Recorded data
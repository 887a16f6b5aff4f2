use crate::error::StoreError;
use dotenvy::dotenv;
use sqlx::{PgPool, postgres::PgPoolOptions};
use std::env;
use std::time::Duration;

// A small pool suffices: the ledger is driven by one process, and row locks
// serialize writers per account anyway.
const POOL_SIZE: u32 = 5;
const ACQUIRE_TIMEOUT: Duration = Duration::from_secs(5);

/// Opens the PostgreSQL connection pool for the ledger.
///
/// The connection string comes from `DATABASE_URL`, read from the process
/// environment or a `.env` file. The returned pool is cheap to clone and is
/// shared by every store handle.
pub async fn connect() -> Result<PgPool, StoreError> {
    // A missing .env file is fine; the variable may be set directly.
    dotenv().ok();

    let database_url = env::var("DATABASE_URL")
        .map_err(|_e| StoreError::ConnectionConfigError("DATABASE_URL must be set.".to_string()))?;

    let pool = PgPoolOptions::new()
        .max_connections(POOL_SIZE)
        .acquire_timeout(ACQUIRE_TIMEOUT)
        .connect(&database_url)
        .await?;

    tracing::info!("database connection pool established");
    Ok(pool)
}

/// Applies any pending migrations from this crate's `migrations/` directory.
///
/// The binary calls this at startup so the ledger tables always match the
/// code that is about to use them.
pub async fn run_migrations(pool: &PgPool) -> Result<(), StoreError> {
    sqlx::migrate!("./migrations").run(pool).await?;
    Ok(())
}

What is expected
Each line of the records belongs in the answer, reproduced exactly.

Response to this task
repository 887a16f6b5aff4f2
use crate::error::StoreError;
use dotenvy::dotenv;
use sqlx::{PgPool, postgres::PgPoolOptions};
use std::env;
use std::time::Duration;

// A small pool suffices: the ledger is driven by one process, and row locks
// serialize writers per account anyway.
const POOL_SIZE: u32 = 5;
const ACQUIRE_TIMEOUT: Duration = Duration::from_secs(5);

/// Opens the PostgreSQL connection pool for the ledger.
///
/// The connection string comes from `DATABASE_URL`, read from the process
/// environment or a `.env` file. The returned pool is cheap to clone and is
/// shared by every store handle.
pub async fn connect() -> Result<PgPool, StoreError> {
    // A missing .env file is fine; the variable may be set directly.
    dotenv().ok();

    let database_url = env::var("DATABASE_URL")
        .map_err(|_e| StoreError::ConnectionConfigError("DATABASE_URL must be set.".to_string()))?;

    let pool = PgPoolOptions::new()
        .max_connections(POOL_SIZE)
        .acquire_timeout(ACQUIRE_TIMEOUT)
        .connect(&database_url)
        .await?;

    tracing::info!("database connection pool established");
    Ok(pool)
}

/// Applies any pending migrations from this crate's `migrations/` directory.
///
/// The binary calls this at startup so the ledger tables always match the
/// code that is about to use them.
pub async fn run_migrations(pool: &PgPool) -> Result<(), StoreError> {
    sqlx::migrate!("./migrations").run(pool).await?;
    Ok(())
}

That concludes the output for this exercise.